It is clear that the body of men just discussed continue to be Catholics – whatever group with whom they happen to be associated in this chaotic time. But the Catholic Church just is the body of men that meets this description; and taken as a whole, this body does manifests these marks, even if in a somewhat diminished or obscured way – and thus the terror of the question falls aside. 

What of “Novus Ordo Catholics”?

We previously noted that Archbishop Lefebvre contrasted the apostates from the French hierarchy with two other classes of men who remained associated with the Conciliar Church. 

[1]” [T]here is in France, an extraordinary resistance on the part of many priests, the faithful, and very many young Catholics. This is a great hope. The Catholic Church survives and is organizing itself against the persecution of the Conciliar Revolution. […]

[2] “Many other bishops among those nominated before Vatican II are with us in their heart, but they do not dare to express this publicly.”[10]

Clearly in the Archbishop’s mind, at least the first group (if not the second) remained Catholic despite being associated with the Conciliar Church. We see here again, that the Conciliar Church, as he spoke of it, consists of apostates from the Catholic Church, acting as a foreign body obscuring the true Church and her members, with which it is to a significant extent “entangled”. 

Some – not, as we have shown, Archbishop Lefebvre – treat the term “the Conciliar Church” as if it refers to “everyone who is not a traditionalist”. But this does not consider the very great degree to which the Church may appear to be distorted and disfigured in the absence of her principle of unity, the Roman Pontiff. But the absence of the Roman Pontiff – however one wants to interpret the word “absence” – is itself the essence of the crisis. As Romano Amerio put it in his classic book Iota Unum:

“The external fact is the disunity of the Church, visible in the disunity of the bishops among themselves, and with the Pope. […] The internal fact producing [this disunity] is the renunciation that is, the non-functioning, of papal authority itself, from which the renunciation of all other authority derives.”[11]

One can read the Archbishop’s glowing endorsement of Amerio’s book and analysis here.

The many men who have openly defected from the Catholic Church, perhaps by adhering to the Conciliar Church, are no longer Catholics. This is so, even if the renunciation of papal authority means that they have not yet been expelled: in any case, such expulsions would merely be confirmations of things which had already happened, and not the cause of their intrinsic effects.

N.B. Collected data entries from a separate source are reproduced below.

/// Storefront source checkout via git
use anyhow::{Context, Result};
use std::path::Path;
use tracing::info;

use crate::utils::command::CommandBuilder;

/// Manages the local clone of the storefront repository
pub struct RepoManager;

impl RepoManager {
    /// Arguments for a shallow clone of a single branch or tag
    fn clone_args(url: &str, git_ref: &str, destination: &Path) -> Vec<String> {
        vec![
            "clone".to_string(),
            "--depth".to_string(),
            "1".to_string(),
            "--branch".to_string(),
            git_ref.to_string(),
            url.to_string(),
            destination.display().to_string(),
        ]
    }

    /// Clone the repository unless a checkout already exists at `destination`
    pub async fn ensure_checkout(url: &str, git_ref: &str, destination: &Path) -> Result<()> {
        if destination.join(".git").exists() {
            info!(
                "Reusing existing checkout at {}",
                destination.display()
            );
            return Ok(());
        }

        if destination.exists() {
            let mut entries = tokio::fs::read_dir(destination)
                .await
                .with_context(|| format!("Failed to read {}", destination.display()))?;
            if entries.next_entry().await?.is_some() {
                anyhow::bail!(
                    "{} exists and is not a git checkout; remove it or choose another output directory",
                    destination.display()
                );
            }
        }

        if let Some(parent) = destination.parent() {
            tokio::fs::create_dir_all(parent)
                .await
                .context("Failed to create output directory")?;
        }

        info!("Cloning {} ({}) into {}", url, git_ref, destination.display());

        CommandBuilder::new("git")
            .args(Self::clone_args(url, git_ref, destination))
            .context("Failed to clone storefront repository")
            .run_silent()
            .await?;

        info!("Repository cloned successfully");
        Ok(())
    }

    /// Commit currently checked out
    pub async fn head_revision(checkout: &Path) -> Result<String> {
        let stdout = CommandBuilder::new("git")
            .args(["rev-parse", "HEAD"])
            .current_dir(checkout)
            .context("Failed to read checkout revision")
            .run()
            .await?;
        Ok(stdout.trim().to_string())
    }
}

#[cfg(test)]
mod tests {
    use super::*;

    #[test]
    fn test_clone_args() {
        let args = RepoManager::clone_args(
            "https://github.com/GoogleCloudPlatform/microservices-demo.git",
            "v0.10.0",
            Path::new("output/microservices-demo"),
        );
        assert_eq!(
            args,
            vec![
                "clone",
                "--depth",
                "1",
                "--branch",
                "v0.10.0",
                "https://github.com/GoogleCloudPlatform/microservices-demo.git",
                "output/microservices-demo",
            ]
        );
    }

    #[tokio::test]
    async fn test_existing_checkout_is_reused() {
        let dir = tempfile::tempdir().unwrap();
        tokio::fs::create_dir_all(dir.path().join(".git")).await.unwrap();

        // An unreachable URL proves no clone is attempted
        let result =
            RepoManager::ensure_checkout("https://invalid.invalid/repo.git", "main", dir.path())
                .await;
        assert!(result.is_ok());
    }

    #[tokio::test]
    async fn test_non_empty_foreign_directory_rejected() {
        let dir = tempfile::tempdir().unwrap();
        tokio::fs::write(dir.path().join("notes.txt"), "hello").await.unwrap();

        let err = RepoManager::ensure_checkout("https://invalid.invalid/repo.git", "main", dir.path())
            .await
            .unwrap_err();
        assert!(err.to_string().contains("not a git checkout"));
    }
}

Now, we should be clear that under certain circumstances – i.e. “the renunciation of papal authority” – the clarity of the Church’s marks and her other perfections may be accidentally diminished. This is markedly different to the loss of the four marks that the Archbishop believed the Conciliar Church to have suffered. The absence of authority can make it hard to say what is truly authorised and what is forbidden, as well as who is a Catholic and who isn’t – even among the hierarchy. However, to posit that this obscurity or difficulty means that non-Catholics remain a part of the Church is something different: it is to posit the loss rather than diminution of visibility and the mark of unity.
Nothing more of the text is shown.